Я поклясться был готов, что на веках моих разлеглась вся Верхняя Псача, а лицо усеяли синюшные пятна, так что пришлось вызвать ко мне доктора Банковича. Мои побаивались доктора, особенно мама, когда отец после того, с конокрадами, оказался в больнице, а платить нечем было, так что матерый Грозданич, мастер с железки, а при случае и зубодер, вырвал у нее клещами три золотые коронки, чтобы покрыть расходы да тягловых волов спасти от продажи на скотном рынке в Валево, купола которого были краше, чем на церкви в Псаче. Но доктор Банкович ни копейки не взял, ни за осмотр, ни за медицину, да и добавил еще: «Примите мои соболезнования», — положив к моему изголовью монетку.

Так что я перемог кое-как болезнь, а осенью отдали меня в город, в Валево, к мастеру Мате Почеку обучаться слесарному делу. В Псаче говорили: «Это ремесло ему пригодится для воровских дел». Квартировал и столовался я у тетки, в Кланичской улице, напротив дубильни Милана Китановича, откуда тянуло страшной вонью, словно с раскопанного собачьего кладбища. Вот там-то я и насмотрелся разных ранцев и сумок: утром сонная тетка — пока я крошу черствый хлеб в крутой кипяток, в котором, словно плевки, плавают островки перегоревшего жира, а однажды в нем оказалось что-то вроде жабы — тайком открывает дядькину сумку, черную, железнодорожную, похожую на сундучок, и во мрак ее, полный разных тайн, привезенных из путешествий, опускает белую булку и кусок ветчины, нарезанный тонкими пластами. Нет, эта сумка ничуть не походила на тот ранец Милоша, синий, ни капельки, но я все равно взирал на нее с уважением, размышляя о расстояниях, которые ей доводилось преодолевать, до тех пор, пока тетка, сидя у окна, ни замечала, как на горизонте исчезает красный огонек последнего вагона дядькиного поезда, после чего, вызванный каким-то мне неизвестным манером, являлся унтер-офицер первого класса Ягош Ракочевич, перед чьим желтым ранцем я был готов преклонить колени, но только ни в коем случае не коснуться его руками, подозревая, что в нем хранятся разные военные предметы и секретные бумаги, а самому воину я был благодарен за доверие, с которым он оставлял меня сидеть на кухне, рядом с сапогами, шапкой и мокрым дождевиком, в кармане которого вполне могли быть и деньги.

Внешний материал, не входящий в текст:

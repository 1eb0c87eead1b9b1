//! Pending-edit descriptions.
//!
//! A [`Modification`] describes one edit derived from a successful match:
//! replace a named sub-slot of a node, insert source text before a statement
//! at an index, or delete the statement at an index. Modifications never
//! mutate the tree; the overlay engine turns them into cached rendering
//! overrides.
//!
//! Slot selectors are an explicit enum rather than reserved index values, so
//! "the controlling expression" can never collide with an ordinary statement
//! index.

use crate::{NodeId, Slot};

/// One pending edit, positioned relative to a specific node of a specific
/// tree. IDs are not globally unique and must not be compared across trees.
#[derive(Clone, PartialEq, Eq, Debug)]
pub enum Modification {
    /// Replace a fixed sub-slot of `target` with `text`.
    Replace {
        target: NodeId,
        slot: Slot,
        text: String,
    },

    /// Insert `text` before the statement at `index` in `target`'s ordered
    /// statement list. `index == len` appends.
    Insert {
        target: NodeId,
        index: u32,
        text: String,
    },

    /// Delete the statement at `index` in `target`'s ordered statement list.
    Delete { target: NodeId, index: u32 },
}

impl Modification {
    /// The node this edit is positioned against.
    pub fn target(&self) -> NodeId {
        match self {
            Modification::Replace { target, .. }
            | Modification::Insert { target, .. }
            | Modification::Delete { target, .. } => *target,
        }
    }

    /// Returns `true` for Insert/Delete (statement-list edits).
    pub fn is_list_edit(&self) -> bool {
        matches!(
            self,
            Modification::Insert { .. } | Modification::Delete { .. }
        )
    }
}

#[cfg(test)]
mod tests {
    use super::*;

    #[test]
    fn test_target_accessor() {
        let m = Modification::Delete {
            target: NodeId::new(7),
            index: 0,
        };
        assert_eq!(m.target(), NodeId::new(7));
        assert!(m.is_list_edit());
    }

    #[test]
    fn test_replace_is_not_list_edit() {
        let m = Modification::Replace {
            target: NodeId::new(1),
            slot: Slot::Cond,
            text: "x != null".into(),
        };
        assert!(!m.is_list_edit());
    }
}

Кроме этих ранцев, сумок и портфелей, каких я только ни повидал: генеральских, на которые день-деньской пялятся десятки солдат и ни слова не смеют сказать по их поводу; бухгалтерских, с которыми следует обращаться аккуратно, потому как их хозяева ежедневно просматривают книги; министерских, набитых документами, которые убеждают, подтверждают, исследуют, угрожают, приказывают, а иной раз и так заклинают, что у простого человека башка лопается; студенческих, несколько вызывающих, будто они и сами интересуются поэзией, и в которых каждый может найти доказательства того, что их хозяин созрел для желтого дома; тьма тьмущая таких портфелей и ранцев продефилировала передо мной, ранцев с характером, а один мне особо пришелся по душе, именно здесь, на Мислопольской улице, из синего пластика, с желтым клапаном и с карманами по бокам — да только мне его было не осилить. Отец денег мне не давал, а посылал половину пенсии по инвалидности напрямик тетке, мастер же Почек подмастерьям не платил, напротив — они сами ему возмещали за каждый сломанный напильник или сверло.

И так вот мне удалось заметить, что все на этом долбаном свете как-то вечно и бесконечно повторяется, но только грешный человек со своими желаниями остается все таким же неудовлетворенным. Я испугался, что все-таки не удержусь и что-нибудь стырю, так что долгое время думать даже не смел о том самом ранце, и вообще о чем-нибудь таком, что заняло бы в моей душе его место, а даже если и задумывался, то тотчас же замирал от страха, что кто-то меня на этом поймает.